Wondklaver is een typische meerjarige kalkgraslandsoort die sterk lijdt onder een langdurige zomerdroogte. Een langdurige zomerdroogte zorgt namelijk voor een grote sterfte en een laag aantal bloeiende wondklaverplanten in het daaropvolgend jaar. Vooral in kleine wondklaverpopulaties (minder dan 200 wondklaverindividuen) zorgt een kleine afname van het aantal bloeiende planten voor een sterke afname van het aantal dwergblauwtjes.

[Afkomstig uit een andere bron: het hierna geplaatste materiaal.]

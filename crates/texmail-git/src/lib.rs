//! Git snapshot access for texmail.
//!
//! This crate defines the [`GitRepo`] trait, the single interface through
//! which texmail reads commits, trees, and blobs. The build pipeline never
//! imports gix directly; it depends on `texmail-git` and programs against the
//! trait.
//!
//! # Crate layout
//!
//! - [`repo`]: the [`GitRepo`] trait definition.
//! - [`types`]: value types used in trait signatures ([`GitOid`],
//!   [`TreeEntry`], [`CommitInfo`], [`Signature`], etc.).
//! - [`error`]: the [`GitError`] enum returned by all trait methods.

pub mod error;
pub mod repo;
pub mod types;

// gix-backed implementation modules
mod config_impl;
mod gix_repo;
mod objects_impl;
mod refs_impl;

pub use gix_repo::GixRepo;

// Re-export the main trait and commonly used types at the crate root for
// ergonomic imports: `use texmail_git::{GitRepo, GitOid, GitError};`
pub use error::GitError;
pub use repo::GitRepo;
pub use types::{CommitInfo, EntryMode, FileEntry, GitOid, OidParseError, Signature, TreeEntry};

Naast de grootte van de wondklaverpopulatie, kan de bloeitijd van wondklaver een cruciale factor vormen voor het voortplantingssucces van dwergblauwtjes. Wanneer de synchronisatie in bloei- en vliegtijd verstoord wordt, kunnen de dwergblauwtjes hun eieren niet op de bloemhoofdjes afzetten waardoor de voortplanting in gevaar komt. De grootste sterfte bij de rupsen is het gevolg van te snel ontwikkelende bloemen of van het afgrazen van bloemen door grazers.

Daarnaast bedreigt ‘verkeerd’ beheer van de kalkgraslanden de dwergblauwtjes. Het achterwege blijven van extensieve beweiding zorgt ervoor dat vele kalkgraslanden geheel of gedeeltelijk naar bos evolueren. Ook een te intensief maaibeheer van kalkgraslanden vormt een bedreiging voor de dwergblauwtjes.

Verspreiding

Het areaal van het dwergblauwtje strekt zich uit van Noord-Scandinavië tot Centraal-Spanje en van West-Frankrijk en Groot-Brittannië tot in Siberië. Toch is het dwergblauwtje omwille van zijn habitatspecificiteit niet als algemeen te beschouwen.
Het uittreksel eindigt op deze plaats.